• _WHAT THE EXERCISE ASKS_
Your answer is one number: the count of lines below that hold the word "CasterRegistry".

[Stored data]
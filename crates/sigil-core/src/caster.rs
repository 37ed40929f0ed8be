//! Caster identity and the registry collaborator.
//!
//! The casting core never owns caster entities. It only needs to know whether
//! an id refers to a registered caster and which caster is the player. Both
//! questions are answered by a [`CasterRegistry`] injected at engine build
//! time.
//!
//! # Example
//!
//! ```
//! use sigil_core::caster::{CasterId, CasterRegistry, CasterRoster};
//!
//! let mut roster = CasterRoster::new();
//! let player = CasterId::new(1);
//! roster.register(player);
//! roster.set_player(player);
//!
//! assert!(roster.is_registered(player));
//! assert!(!roster.is_registered(CasterId::new(2)));
//! assert_eq!(roster.player(), Some(player));
//! ```

use serde::{Deserialize, Serialize};
use std::collections::BTreeSet;
use std::fmt;

/// Unique identifier for a caster.
///
/// Caster ids are assigned by the surrounding game; the core treats them as
/// opaque, ordered keys. Ordering is used for deterministic iteration.
#[derive(Copy, Clone, PartialEq, Eq, PartialOrd, Ord, Hash, Serialize, Deserialize)]
pub struct CasterId(u64);

impl CasterId {
    /// Creates a new `CasterId` from a raw `u64` value.
    #[must_use]
    pub const fn new(id: u64) -> Self {
        Self(id)
    }

    /// Returns the raw `u64` value of this identifier.
    #[must_use]
    pub const fn as_u64(self) -> u64 {
        self.0
    }
}

impl fmt::Debug for CasterId {
    fn fmt(&self, f: &mut fmt::Formatter<'_>) -> fmt::Result {
        write!(f, "CasterId({})", self.0)
    }
}

impl fmt::Display for CasterId {
    fn fmt(&self, f: &mut fmt::Formatter<'_>) -> fmt::Result {
        write!(f, "{}", self.0)
    }
}

impl From<u64> for CasterId {
    fn from(id: u64) -> Self {
        Self::new(id)
    }
}

impl From<CasterId> for u64 {
    fn from(id: CasterId) -> Self {
        id.0
    }
}

/// Entity registry as seen by the casting core.
pub trait CasterRegistry {
    /// Returns true if `caster` refers to a live, registered caster.
    fn is_registered(&self, caster: CasterId) -> bool;

    /// Returns the designated player caster, if any.
    fn player(&self) -> Option<CasterId>;
}

/// Simple set-backed [`CasterRegistry`].
///
/// Used by the replay tool and tests; games normally adapt their own entity
/// store to the trait instead.
#[derive(Debug, Clone, Default, Serialize, Deserialize)]
pub struct CasterRoster {
    casters: BTreeSet<CasterId>,
    player: Option<CasterId>,
}

impl CasterRoster {
    /// Creates an empty roster.
    #[must_use]
    pub fn new() -> Self {
        Self::default()
    }

    /// Registers a caster. Returns false if it was already registered.
    pub fn register(&mut self, caster: CasterId) -> bool {
        self.casters.insert(caster)
    }

    /// Removes a caster. The player designation is cleared if it pointed at
    /// the removed caster.
    pub fn unregister(&mut self, caster: CasterId) -> bool {
        if self.player == Some(caster) {
            self.player = None;
        }
        self.casters.remove(&caster)
    }

    /// Designates the player caster, registering it if needed.
    pub fn set_player(&mut self, caster: CasterId) {
        self.casters.insert(caster);
        self.player = Some(caster);
    }

    /// Number of registered casters.
    #[must_use]
    pub fn len(&self) -> usize {
        self.casters.len()
    }

    /// Returns true if no caster is registered.
    #[must_use]
    pub fn is_empty(&self) -> bool {
        self.casters.is_empty()
    }
}

impl CasterRegistry for CasterRoster {
    fn is_registered(&self, caster: CasterId) -> bool {
        self.casters.contains(&caster)
    }

    fn player(&self) -> Option<CasterId> {
        self.player
    }
}

#[cfg(test)]
mod tests {
    use super::*;

    #[test]
    fn caster_id_ordering() {
        assert!(CasterId::new(1) < CasterId::new(2));
        assert_eq!(format!("{:?}", CasterId::new(7)), "CasterId(7)");
        assert_eq!(CasterId::new(7).to_string(), "7");
    }

    #[test]
    fn register_is_idempotent() {
        let mut roster = CasterRoster::new();
        assert!(roster.register(CasterId::new(3)));
        assert!(!roster.register(CasterId::new(3)));
        assert_eq!(roster.len(), 1);
    }

    #[test]
    fn unregister_clears_player() {
        let mut roster = CasterRoster::new();
        roster.set_player(CasterId::new(9));
        assert!(roster.unregister(CasterId::new(9)));
        assert_eq!(roster.player(), None);
        assert!(roster.is_empty());
    }
}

• _TASK OUTPUT_
5